Yes, the explanation gets a bit technical. But the point – although changes in the current system are needed, getting a valid set of measures in place is not going to be easy — is valid in this Brookings analysis of President Obama's announced college ratings plan. Current data gaps are only one part of the challenge.

The President’s plan, which he is touting on a two-day bus tour through New York and Pennsylvania, proposes that the Department of Education develop a new rating system that will judge colleges based on accessibility for low-income students, affordability, and outcomes, including employment and earnings.  The ratings will be developed over the next year and will ultimately be made available to students shopping for college on the White House’s College Scorecard.
 
There is clearly a need for more and better information on college quality.
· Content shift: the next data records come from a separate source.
use chrono::{DateTime, Utc};
use serde::{Deserialize, Serialize};
use utoipa::ToSchema;

#[derive(Debug, Clone, Copy, PartialEq, Eq, Serialize, Deserialize, ToSchema)]
#[serde(rename_all = "lowercase")]
pub enum NotificationKind {
    Lead,
    Deal,
    Task,
    General,
}

/// One entry of the notification feed.
///
/// Ids are derived from the source entity (`notif_task_<id>`, ...), so two
/// builds over the same data yield the same ids.
#[derive(Debug, Clone, PartialEq, Serialize, Deserialize, ToSchema)]
#[serde(rename_all = "camelCase")]
pub struct Notification {
    pub id: String,
    pub message: String,
    #[serde(rename = "type")]
    pub kind: NotificationKind,
    #[serde(default, skip_serializing_if = "Option::is_none")]
    pub related_id: Option<String>,
    pub read: bool,
    pub timestamp: DateTime<Utc>,
}

/// Payload published on the reminder stream whenever a reminder is delivered.
#[derive(Debug, Clone, PartialEq, Serialize, Deserialize, ToSchema)]
#[serde(rename_all = "camelCase")]
pub struct ReminderEvent {
    pub task_id: String,
    pub title: String,
    pub body: String,
    pub due_at: String,
}
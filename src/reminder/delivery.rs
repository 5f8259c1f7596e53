use std::sync::RwLock;
use tokio::sync::broadcast;

use crate::{
    error::{AppError, Result},
    notification::notification_models::ReminderEvent,
    reminder::schedule,
    task::task_models::Task,
};

pub const REMINDER_TITLE: &str = "Task Reminder";

/// Whether the user has allowed out-of-band reminders.
#[derive(Debug, Clone, Copy, PartialEq, Eq)]
pub enum PermissionState {
    Granted,
    Denied,
    Unknown,
}

impl std::str::FromStr for PermissionState {
    type Err = AppError;

    fn from_str(value: &str) -> Result<Self> {
        match value.trim().to_ascii_lowercase().as_str() {
            "granted" => Ok(PermissionState::Granted),
            "denied" => Ok(PermissionState::Denied),
            "unknown" | "default" => Ok(PermissionState::Unknown),
            other => Err(AppError::BadRequest(format!("Unknown permission state: {}", other))),
        }
    }
}

impl std::fmt::Display for PermissionState {
    fn fmt(&self, f: &mut std::fmt::Formatter<'_>) -> std::fmt::Result {
        match self {
            PermissionState::Granted => write!(f, "granted"),
            PermissionState::Denied => write!(f, "denied"),
            PermissionState::Unknown => write!(f, "unknown"),
        }
    }
}

/// Out-of-band channel that shows a reminder to the user.
pub trait ReminderNotifier: Send + Sync {
    fn permission(&self) -> PermissionState;

    /// Ask the user for permission. Called once when the reminder service starts.
    fn request_permission(&self) -> PermissionState;

    /// Show a reminder for `task`. Failures are reported but never retried.
    fn deliver(&self, task: &Task) -> Result<()>;
}

pub fn reminder_body(task: &Task) -> String {
    format!("Reminder: \"{}\" is due soon.", task.title)
}

/// Publishes reminders on the broadcast channel behind the SSE stream.
pub struct BroadcastNotifier {
    tx: broadcast::Sender<ReminderEvent>,
    permission: RwLock<PermissionState>,
    grant_on_request: bool,
}

impl BroadcastNotifier {
    pub fn new(
        tx: broadcast::Sender<ReminderEvent>,
        permission: PermissionState,
        grant_on_request: bool,
    ) -> Self {
        Self {
            tx,
            permission: RwLock::new(permission),
            grant_on_request,
        }
    }
}

impl ReminderNotifier for BroadcastNotifier {
    fn permission(&self) -> PermissionState {
        self.permission
            .read()
            .map(|state| *state)
            .unwrap_or(PermissionState::Denied)
    }

    fn request_permission(&self) -> PermissionState {
        let Ok(mut state) = self.permission.write() else {
            return PermissionState::Denied;
        };
        if *state == PermissionState::Unknown {
            *state = if self.grant_on_request {
                PermissionState::Granted
            } else {
                PermissionState::Denied
            };
        }
        *state
    }

    fn deliver(&self, task: &Task) -> Result<()> {
        let due_at = schedule::due_instant(task)
            .map(|instant| instant.format("%Y-%m-%dT%H:%M:%S").to_string())
            .unwrap_or_else(|_| task.due_date.clone());

        let event = ReminderEvent {
            task_id: task.id.clone(),
            title: REMINDER_TITLE.to_string(),
            body: reminder_body(task),
            due_at,
        };

        self.tx
            .send(event)
            .map(|_| ())
            .map_err(|_| AppError::Delivery("No reminder subscribers connected".to_string()))
    }
}
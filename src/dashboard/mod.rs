pub mod dashboard_handlers;
pub mod dashboard_service;

pub use dashboard_handlers::get_dashboard;
pub use dashboard_service::{DashboardSummary, NamedCount};
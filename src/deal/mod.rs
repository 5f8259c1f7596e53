pub mod deal_dto;
pub mod deal_handlers;
pub mod deal_models;
pub mod deal_repository;

pub use deal_dto::{CreateDealRequest, UpdateDealStatusRequest};
pub use deal_handlers::{create_deal, delete_deal, get_deals, update_deal_status};
pub use deal_models::{Deal, DealStatus};
pub use deal_repository::DealRepository;
//! Client-supplied player identifiers.
//!
//! Identifiers are opaque and unauthenticated. They are validated for shape at
//! the boundary and never logged verbatim.
use serde::Serialize;
use serde_json::Value;
use sha2::{Digest, Sha256};
use std::fmt::Write as _;

use crate::error::{IdentifierIssue, WheelError};

/// Default upper bound on identifier length, in characters.
pub const DEFAULT_MAX_IDENTIFIER_LEN: usize = 128;

/// A validated identifier, stored byte-for-byte as the client sent it.
#[derive(Debug, Clone, PartialEq, Eq, Hash, PartialOrd, Ord, Serialize)]
#[serde(transparent)]
pub struct Identifier(String);

impl Identifier {
    /// Validate a raw string.
    ///
    /// # Errors
    ///
    /// Returns `MissingIdentifier` for blank input and `InvalidIdentifier` when
    /// the value is too long, contains control characters, or is padded with
    /// whitespace. Padding is refused rather than stripped so that distinct
    /// strings never share a ledger entry.
    pub fn parse(raw: &str, max_len: usize) -> Result<Self, WheelError> {
        if raw.trim().is_empty() {
            return Err(WheelError::MissingIdentifier);
        }
        if raw.chars().count() > max_len {
            return Err(IdentifierIssue::TooLong { max: max_len }.into());
        }
        if raw.chars().any(char::is_control) {
            return Err(IdentifierIssue::ControlCharacters.into());
        }
        if raw.trim() != raw {
            return Err(IdentifierIssue::SurroundingWhitespace.into());
        }
        Ok(Self(raw.to_string()))
    }

    /// Validate the `userIdentifier` field of a decoded request body.
    ///
    /// # Errors
    ///
    /// Absent, `null`, or non-string values are `MissingIdentifier`.
    pub fn from_json(value: Option<&Value>, max_len: usize) -> Result<Self, WheelError> {
        match value {
            Some(Value::String(raw)) => Self::parse(raw, max_len),
            _ => Err(WheelError::MissingIdentifier),
        }
    }

    #[must_use]
    pub fn as_str(&self) -> &str {
        &self.0
    }

    /// Short stable digest used in log lines instead of the raw value.
    #[must_use]
    pub fn log_tag(&self) -> String {
        let digest = Sha256::digest(self.0.as_bytes());
        digest.iter().take(4).fold(String::with_capacity(8), |mut out, b| {
            let _ = write!(out, "{b:02x}");
            out
        })
    }
}

impl std::fmt::Display for Identifier {
    fn fmt(&self, f: &mut std::fmt::Formatter<'_>) -> std::fmt::Result {
        f.write_str(&self.0)
    }
}

impl AsRef<str> for Identifier {
    fn as_ref(&self) -> &str {
        &self.0
    }
}
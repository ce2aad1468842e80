//! JSON-over-HTTP surface for the wheel and quiz endpoints.
//!
//! | Method | Path            | Purpose                              |
//! |--------|-----------------|--------------------------------------|
//! | POST   | `/wheel/check`  | eligibility query, never mutates     |
//! | POST   | `/wheel/spin`   | spin transaction                     |
//! | POST   | `/quiz/results` | record a quiz result                 |
//! | GET    | `/quiz/stats`   | per-quiz aggregates                  |
//! | GET    | `/health`       | liveness, exempt from rate limiting  |
//!
//! `OPTIONS` on any of these paths answers a CORS preflight with 204. Every
//! response carries the configured allow-origin and the security headers.
use chrono::{DateTime, FixedOffset};
use hyper::body::HttpBody;
use hyper::header::{
    ACCESS_CONTROL_ALLOW_HEADERS, ACCESS_CONTROL_ALLOW_METHODS, ACCESS_CONTROL_ALLOW_ORIGIN,
    ACCESS_CONTROL_MAX_AGE, ALLOW, CONTENT_LENGTH, CONTENT_TYPE, HeaderMap, HeaderValue,
    REFERRER_POLICY, VARY, X_CONTENT_TYPE_OPTIONS, X_FRAME_OPTIONS,
};
use hyper::server::conn::AddrStream;
use hyper::service::{make_service_fn, service_fn};
use hyper::{Body, Method, Request, Response, Server, StatusCode};
use log::{debug, error, info};
use quizwheel_core::{Identifier, QuizError, QuizSubmission, WheelError};
use serde::Serialize;
use serde_json::{Value, json};
use std::convert::Infallible;
use std::future::Future;
use std::net::{IpAddr, SocketAddr};
use std::sync::Arc;
use std::time::Instant;
use thiserror::Error;
//! Quiz Wheel Server
//!
//! HTTP front end over `quizwheel-core`: request schema validation, routing,
//! JSON responses, CORS and per-client throttling.

pub mod http;
pub mod rate_limit;
pub mod state;

pub use http::{ApiError, MAX_BODY_BYTES, handle, serve};
pub use rate_limit::RateLimiter;
pub use state::{AppState, SharedQuizBook, SharedWheel, StateError};
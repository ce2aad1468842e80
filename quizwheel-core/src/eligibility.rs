//! Read-only decision on whether an identifier may spin today.
use chrono::{DateTime, FixedOffset, NaiveDate};
use serde::Serialize;

use crate::calendar::next_eligible_at;
use crate::ledger::SpinLedgerEntry;

#[derive(Debug, Clone, Copy, PartialEq, Eq, Serialize)]
#[serde(rename_all = "camelCase")]
pub struct Eligibility {
    pub eligible: bool,
    /// Set only when `eligible` is false.
    pub next_eligible_at: Option<DateTime<FixedOffset>>,
}

impl Eligibility {
    #[must_use]
    pub const fn open() -> Self {
        Self {
            eligible: true,
            next_eligible_at: None,
        }
    }
}

/// Decide eligibility from the stored entry.
///
/// A stored date later than `today` only happens when the clock moved
/// backwards; it is treated like a same-day spin so the ledger date never
/// rewinds.
#[must_use]
pub fn can_spin(
    entry: Option<&SpinLedgerEntry>,
    today: NaiveDate,
    offset: FixedOffset,
) -> Eligibility {
    match entry {
        Some(entry) if entry.spun_on_or_after(today) => Eligibility {
            eligible: false,
            next_eligible_at: Some(next_eligible_at(entry.last_spin_date, offset)),
        },
        _ => Eligibility::open(),
    }
}

#[cfg(test)]
mod tests {
    use super::*;
    use crate::calendar::utc_offset;

    fn date(d: u32) -> NaiveDate {
        NaiveDate::from_ymd_opt(2024, 5, d).unwrap()
    }

    fn entry(last: NaiveDate) -> SpinLedgerEntry {
        SpinLedgerEntry {
            identifier: "abc".to_string(),
            last_spin_date: last,
            total_spins: 3,
            total_wins: 1,
        }
    }

    #[test]
    fn absent_entry_is_eligible() {
        assert_eq!(can_spin(None, date(1), utc_offset()), Eligibility::open());
    }

    #[test]
    fn earlier_spin_is_eligible() {
        let e = entry(date(1));
        assert_eq!(can_spin(Some(&e), date(2), utc_offset()), Eligibility::open());
    }

    #[test]
    fn same_day_spin_points_at_next_midnight() {
        let e = entry(date(1));
        let verdict = can_spin(Some(&e), date(1), utc_offset());
        assert!(!verdict.eligible);
        assert_eq!(
            verdict.next_eligible_at.unwrap().to_rfc3339(),
            "2024-05-02T00:00:00+00:00"
        );
    }

    #[test]
    fn future_dated_entry_stays_ineligible() {
        let e = entry(date(3));
        let verdict = can_spin(Some(&e), date(1), utc_offset());
        assert!(!verdict.eligible);
        assert_eq!(
            verdict.next_eligible_at.unwrap().date_naive(),
            date(4)
        );
    }

    #[test]
    fn serializes_with_camel_case_keys() {
        let json = serde_json::to_value(Eligibility::open()).unwrap();
        assert_eq!(json["eligible"], true);
        assert!(json["nextEligibleAt"].is_null());
    }
}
The current lack of transparency has created a highly dysfunctional market for higher education in which students can choose from a wide variety of institutions but often have access to better information about the amenities colleges offer than the quality of their academic programs.  Consequently, colleges compete on measures that factor into popular rankings such as average SAT scores and student-faculty ratios rather than quality and price.
 
Expanding the College Scorecard is a worthy strategy on its own, but President Obama has proposed to go a giant step further and eventually tie the availability of financial aid to the new ratings.  Students attending highly rated institutions would receive larger Pell grants and more generous terms for federal student loans. Institutions would receive a bonus grant based on the number of Pell-eligible students they enroll and graduate.  As a result, institutions would have an incentive to recruit and graduate more low-income students, and low-income students would have an incentive to attend higher quality institutions.
 
If the problem in the market for higher education is a lack of information, why does more information need to be accompanied by top-down accountability from Washington rather than the bottom-up, market-based accountability produced by the information itself?  Congressional Republicans have reacted to the president’s plan with fears of “price controls” and “standards set by Washington bureaucrats.”  But these objections miss an important point about higher education: because taxpayers are footing the bill for a significant fraction of the nation’s investment in higher education, we cannot rely entirely on consumers to incentivize institutions to operate efficiently, innovate, and generate good student outcomes.
 
But getting from a laudable set of principles to a workable set of policies is going to be hard work.  The first task is for the Obama administration to develop a set of measures of college quality that will ultimately be accurate enough to use for accountability purposes.  This is not possible with existing data, with notable shortcomings including the fact that graduation rates are only calculated for first-time, full-time freshmen (who comprise a small share of students at many institutions) and a federal law banning the government from connecting education and earnings data in order to examine graduates’ success in the labor market.  These problems are fixable, but will take significant effort and, absent a back door to earnings data, Congressional action.